ずっとあたためてきた、ジョンヒョンの優しさに救われた話を残そうと思う。


まず、当時のわたしは邦ロックが大好きでロックに生かされているサブカルちっくな少し捻くれた20歳で、SHINeeはおろかKPOP、韓国カルチャーに何一つ興味がなかったことを先に書いておきます。

わたしは、アシスタントディレクターとして勤めていた。どちらかというと音楽に特化した場所だったから、小さなライブハウスに足を運んで映像を撮影したり、ロックバンドが好きで更にその中のニッチな層が見るような番組を制作したり、アルバムをリリースするバンドやアーティストの特集番組を制作するような仕事。そんな中でもほぼほぼロックバンドを取り扱うことが多く、わたしはそれにやりがいと幸福感を日々味わいながら瀕死状態で働いていた。

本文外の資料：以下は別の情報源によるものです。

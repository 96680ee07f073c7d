use std::ffi::OsString;
use std::path::PathBuf;
use std::process::Command;

/// Specification for one scan-tool invocation.
///
/// All process execution goes through this type to ensure argv-style
/// invocation: the program and each argument are discrete `OsString`
/// elements, never a shell string. A hostile target such as
/// `example.com;rm -rf /` therefore reaches the tool as a literal argument
/// instead of being interpreted by a shell.
///
/// # Example
///
/// ```rust
/// use dragnet_runner::CommandSpec;
///
/// let cmd = CommandSpec::new("nmap")
///     .arg("-p")
///     .arg("1-1000")
///     .arg("example.com");
///
/// assert_eq!(cmd.to_line(), "nmap -p 1-1000 example.com");
/// ```
#[derive(Debug, Clone, PartialEq)]
pub struct CommandSpec {
    /// The program to execute
    pub program: OsString,
    /// Arguments as discrete elements (NOT shell strings)
    pub args: Vec<OsString>,
    /// Optional working directory
    pub cwd: Option<PathBuf>,
}

impl CommandSpec {
    /// Create a new `CommandSpec` for the given program.
    #[must_use]
    pub fn new(program: impl Into<OsString>) -> Self {
        Self {
            program: program.into(),
            args: Vec::new(),
            cwd: None,
        }
    }

    /// Append a single argument.
    #[must_use]
    pub fn arg(mut self, arg: impl Into<OsString>) -> Self {
        self.args.push(arg.into());
        self
    }

    /// Append multiple arguments.
    #[must_use]
    pub fn args<I, S>(mut self, args: I) -> Self
    where
        I: IntoIterator<Item = S>,
        S: Into<OsString>,
    {
        self.args.extend(args.into_iter().map(Into::into));
        self
    }

    /// Set the working directory for the command.
    #[must_use]
    pub fn cwd(mut self, cwd: impl Into<PathBuf>) -> Self {
        self.cwd = Some(cwd.into());
        self
    }

    /// Build a `std::process::Command` from this spec.
    ///
    /// The resulting `Command` uses argv-style argument passing; no shell
    /// evaluation occurs.
    #[must_use]
    pub fn to_command(&self) -> Command {
        let mut cmd = Command::new(&self.program);
        cmd.args(&self.args);

        if let Some(ref cwd) = self.cwd {
            cmd.current_dir(cwd);
        }

        cmd
    }

    /// Render the invocation as a single display line.
    ///
    /// Used for audit records and log lines only. The rendered string is
    /// never handed back to a shell.
    #[must_use]
    pub fn to_line(&self) -> String {
        let mut line = self.program.to_string_lossy().into_owned();
        for arg in &self.args {
            line.push(' ');
            line.push_str(&arg.to_string_lossy());
        }
        line
    }
}
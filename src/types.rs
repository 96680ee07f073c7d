//! Run state model for the orchestration engine

use chrono::{DateTime, Utc};
use dragnet_report::{AuditReport, ExecutionRecord};
use dragnet_runner::CommandSpec;
use serde::{Deserialize, Serialize};

/// Tools the engine knows how to queue.
#[derive(Debug, Clone, Copy, PartialEq, Eq, Serialize, Deserialize)]
#[serde(rename_all = "snake_case")]
pub enum ToolKind {
    /// Port scan via nmap
    PortScan,
    /// Directory discovery via gobuster
    DirScan,
}

impl ToolKind {
    /// Name of the external binary, as recorded in audit reports.
    #[must_use]
    pub const fn program(&self) -> &'static str {
        match self {
            Self::PortScan => "nmap",
            Self::DirScan => "gobuster",
        }
    }
}

/// Lifecycle status of a planned task.
///
/// Set only by the executor after running the task; a task never returns to
/// `Pending`.
#[derive(Debug, Clone, Copy, PartialEq, Eq)]
pub enum TaskStatus {
    Pending,
    Success,
    Failed,
}

/// One planned invocation of an external tool against one target.
#[derive(Debug, Clone)]
pub struct Task {
    pub tool: ToolKind,
    pub command: CommandSpec,
    pub target: String,
    pub status: TaskStatus,
}

impl Task {
    /// Create a task awaiting execution.
    #[must_use]
    pub fn pending(tool: ToolKind, command: CommandSpec, target: impl Into<String>) -> Self {
        Self {
            tool,
            command,
            target: target.into(),
            status: TaskStatus::Pending,
        }
    }

    #[must_use]
    pub const fn is_pending(&self) -> bool {
        matches!(self.status, TaskStatus::Pending)
    }

    /// Rendered command line for audit records and log lines.
    #[must_use]
    pub fn command_line(&self) -> String {
        self.command.to_line()
    }
}

/// Mutable aggregate for one run, owned exclusively by the orchestrator.
///
/// Created fresh per invocation and discarded once the report builder has
/// consumed it; no run state persists across invocations.
#[derive(Debug)]
pub struct RunState {
    /// Authorized targets, fixed at run start
    pub scope: Vec<String>,
    /// Tasks awaiting execution, in insertion order
    pub task_list: Vec<Task>,
    /// Execution results, append-only, chronological
    pub executed: Vec<ExecutionRecord>,
    /// Violation messages, append-only; each mirrors a failed record's error
    pub scope_violations: Vec<String>,
    /// Retry attempts consumed so far (global per run, not per task)
    pub retries: u32,
    /// Retry ceiling, fixed at run start
    pub max_retries: u32,
    /// Stamped exactly once when the run reaches its terminal state
    pub completed_at: Option<DateTime<Utc>>,
}

impl RunState {
    #[must_use]
    pub fn new(scope: Vec<String>, max_retries: u32) -> Self {
        Self {
            scope,
            task_list: Vec::new(),
            executed: Vec::new(),
            scope_violations: Vec::new(),
            retries: 0,
            max_retries,
            completed_at: None,
        }
    }

    /// The task currently selected for execution: the first pending task,
    /// or `None` when the list is drained. At most one task is ever in
    /// flight; the engine is strictly sequential.
    #[must_use]
    pub fn current_task(&self) -> Option<&Task> {
        self.task_list.iter().find(|t| t.is_pending())
    }

    /// Render this state as the structured audit report.
    ///
    /// Pure: the report timestamp comes from `completed_at`, not the clock,
    /// so building twice from the same state yields identical reports. An
    /// unfinished state (never produced by the orchestrator) renders the
    /// epoch.
    #[must_use]
    pub fn to_report(&self) -> AuditReport {
        AuditReport {
            generated_at: self.completed_at.unwrap_or(DateTime::UNIX_EPOCH),
            target_scope: self.scope.clone(),
            executed_tasks: self.executed.clone(),
            scope_violations: self.scope_violations.clone(),
        }
    }
}
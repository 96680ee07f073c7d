//! Command-line interface for dragnet

use anyhow::{Context, Result};
use camino::Utf8PathBuf;
use clap::{Parser, Subcommand};

use crate::config::Config;
use crate::engine::run_scan;
use crate::logging::init_tracing;
use crate::{doctor, types::RunState};

/// dragnet - scoped reconnaissance orchestration with audit reports
#[derive(Parser)]
#[command(name = "dragnet")]
#[command(about = "Derive, scope-check and run reconnaissance scans from a plain instruction")]
#[command(long_about = r#"
dragnet turns a plain-language instruction into a bounded sequence of
reconnaissance tool runs (nmap port scans, gobuster directory discovery),
executes them strictly inside the declared target scope, and writes an
audit trail (canonical JSON + Markdown) for every run.

EXAMPLES:
  # Scan a host's ports and enumerate web directories
  dragnet scan "Scan example.com for open ports and discover directories" \
      --scope example.com

  # Multiple authorized targets; only the first is scanned proactively
  dragnet scan "Scan example.com for open ports" --scope example.com,example.org

  # Check that the scan tools are installed
  dragnet doctor

Every command a run attempts is checked against the scope list first;
out-of-scope commands are blocked, recorded as violations, and never
spawned. Only run dragnet against systems you are authorized to test.
"#)]
#[command(version)]
pub struct Cli {
    /// Path to configuration file (overrides discovery of .dragnet/config.toml)
    #[arg(long, global = true)]
    pub config: Option<Utf8PathBuf>,

    /// Enable verbose output
    #[arg(short, long, global = true)]
    pub verbose: bool,

    #[command(subcommand)]
    pub command: Commands,
}

#[derive(Subcommand)]
pub enum Commands {
    /// Run a scoped reconnaissance scan
    Scan {
        /// Free-text instruction, e.g. "Scan example.com for open ports"
        instruction: String,

        /// Authorized targets (comma-separated); commands outside this
        /// scope are blocked
        #[arg(long, value_delimiter = ',', required = true)]
        scope: Vec<String>,

        /// Retry budget for the whole run
        #[arg(long)]
        max_retries: Option<u32>,

        /// Per-tool timeout in seconds
        #[arg(long)]
        timeout: Option<u64>,

        /// Directory for the audit report artifacts
        #[arg(long)]
        report_dir: Option<Utf8PathBuf>,
    },

    /// Check that the external scan tools are installed
    Doctor,
}

/// Parse arguments, dispatch, and render results.
pub fn run() -> Result<()> {
    let cli = Cli::parse();
    init_tracing(cli.verbose);

    let config = Config::load(cli.config.as_deref()).context("Failed to load configuration")?;

    match cli.command {
        Commands::Scan {
            instruction,
            scope,
            max_retries,
            timeout,
            report_dir,
        } => {
            let mut config = config;
            if let Some(v) = max_retries {
                config.max_retries = v;
            }
            if let Some(v) = timeout {
                config.tool_timeout_secs = v;
            }
            if let Some(v) = report_dir {
                config.report_dir = v;
            }

            execute_scan(&instruction, scope, &config)
        }
        Commands::Doctor => execute_doctor(),
    }
}

fn execute_scan(instruction: &str, scope: Vec<String>, config: &Config) -> Result<()> {
    let outcome = run_scan(instruction, scope, config).context("Scan run failed")?;

    print_summary(&outcome.state);
    println!("Reports:");
    println!("  {}", outcome.reports.json);
    println!("  {}", outcome.reports.markdown);

    Ok(())
}

fn print_summary(state: &RunState) {
    println!(
        "Completed with {} task(s) executed, {} scope violation(s)",
        state.executed.len(),
        state.scope_violations.len()
    );

    for record in &state.executed {
        println!(
            "  [{}] {} -- {}",
            record.status.as_str(),
            record.tool,
            record.command
        );
        if let Some(error) = &record.error {
            println!("        error: {error}");
        }
    }

    for violation in &state.scope_violations {
        println!("  violation: {violation}");
    }
}

fn execute_doctor() -> Result<()> {
    let checks = doctor::check_tools();
    let mut all_found = true;

    for check in &checks {
        match &check.path {
            Some(path) => println!("  ok      {:10} {}", check.tool.program(), path.display()),
            None => {
                all_found = false;
                println!("  missing {:10} not found on PATH", check.tool.program());
            }
        }
    }

    if !all_found {
        println!("\nInstall the missing tools before running scans.");
    }

    Ok(())
}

瀕死状態の説明をすると、家に帰れないのは当たり前。家に帰れないからお風呂にも入れず髪は頭皮の脂でぎとぎとしているなんてこと日常茶飯事。基本人間扱いされないし、遠くから大声で名前を叫ばれ、走って駆け寄ると自分がやったことではないことなのに何故か怒鳴り散らかされる、襟元を掴まれて晒し上げられる、とにかく寝る時間はない、なんなら寝ることは許されない。本当にそんな世界で生きていた。

ボロボロになりながらも生きるために本当に必死で、たまにある自分の好きなバンドのライブの収録に生かされていたなと今になれば思う。それくらいわたしはロックバンドが好きだった。

ある日プロデューサーに呼ばれ、次の特集番組の担当を任された。その出演者は「SHINee」。名前は知ってる。高校生の頃、東方神起のジェジュンに似てると言われたことがあった。そのあたりの人たちだ。知ってるわ、いやいやまじか興味なッッ(興味ない)

申し訳ないのだけど本当にその気持ちでしかなかった。今のわたしがSHINeeに生かされているように、先述した通り当時のわたしはロックバンドに生かされていたから。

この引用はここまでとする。